O artigo 169.º da Lei n.º 82/2023, de 29 de dezembro, que aprovou o Orçamento do Estado para 2024, e o n.º 1 do artigo 171.º da Lei n.º 45-A/2024, de 31 de dezembro, que aprovou o Orçamento do Estado para 2025, determinaram a revisão do protocolo celebrado entre as associações humanitárias de bombeiros, o INEM, I. P., e a Autoridade Nacional de Emergência e Proteção Civil, com vista a abranger integralmente os custos efetivos dos serviços prestados no domínio da emergência pré-hospitalar.
Os postos de emergência médica assegurados por associações humanitárias de bombeiros constituem uma componente relevante da resposta de suporte básico de vida integrada no Sistema Integrado de Emergência Médica. O respetivo financiamento compreende uma componente fixa, associada à disponibilidade permanente da ambulância e da tripulação, e uma componente variável, dependente dos serviços efetivamente prestados.
Os instrumentos de cooperação entretanto celebrados permitiram atualizar os valores aplicáveis e alargar a rede de postos de emergência médica em Portugal continental. Todavia, subsistem encargos que as associações humanitárias de bombeiros consideram não integralmente cobertos, designadamente os relativos à disponibilidade operacional permanente, às tripulações, à manutenção das viaturas e aos demais custos de funcionamento.

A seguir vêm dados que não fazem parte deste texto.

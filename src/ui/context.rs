use crate::ui::terminal::{detect_capabilities, TerminalCapabilities};
use rollout::config::{ColorMode, Config};
use rollout::presentation::ColorWhen;

#[derive(Debug, Clone, Copy, PartialEq, Eq)]
pub struct UiContext {
    pub json: bool,
    pub color: bool,
    pub unicode: bool,
}

impl UiContext {
    pub fn new(json: bool, cli_color: Option<ColorWhen>, config: &Config) -> Self {
        Self::from_caps(json, cli_color, config, detect_capabilities())
    }

    pub(crate) fn from_caps(
        json: bool,
        cli_color: Option<ColorWhen>,
        config: &Config,
        caps: TerminalCapabilities,
    ) -> Self {
        let color = match cli_color {
            Some(ColorWhen::Never) => false,
            Some(ColorWhen::Always) => true,
            Some(ColorWhen::Auto) | None => match config.output.color {
                ColorMode::Never => false,
                ColorMode::Always => true,
                ColorMode::Auto => caps.supports_color && !caps.is_ci,
            },
        };

        Self {
            json,
            color: color && !json,
            unicode: caps.supports_unicode,
        }
    }
}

O reforço da receita prevista na alínea a) do n.º 2 do artigo 13.º do anexo ao Decreto-Lei n.º 143/2026, de 16 de julho, contribui para aumentar a capacidade financeira do INEM, I. P., para prosseguir as suas atribuições e financiar as entidades parceiras do Sistema Integrado de Emergência Médica, nos termos do artigo 16.º do mesmo anexo.
A presente alteração não cria, por si só, uma nova despesa orçamental nem exige o reforço das transferências provenientes do Orçamento do Estado, determinando antes o aumento das receitas próprias do INEM, I. P., sem prejuízo da necessária inscrição e autorização orçamentais das despesas que venham a ser realizadas.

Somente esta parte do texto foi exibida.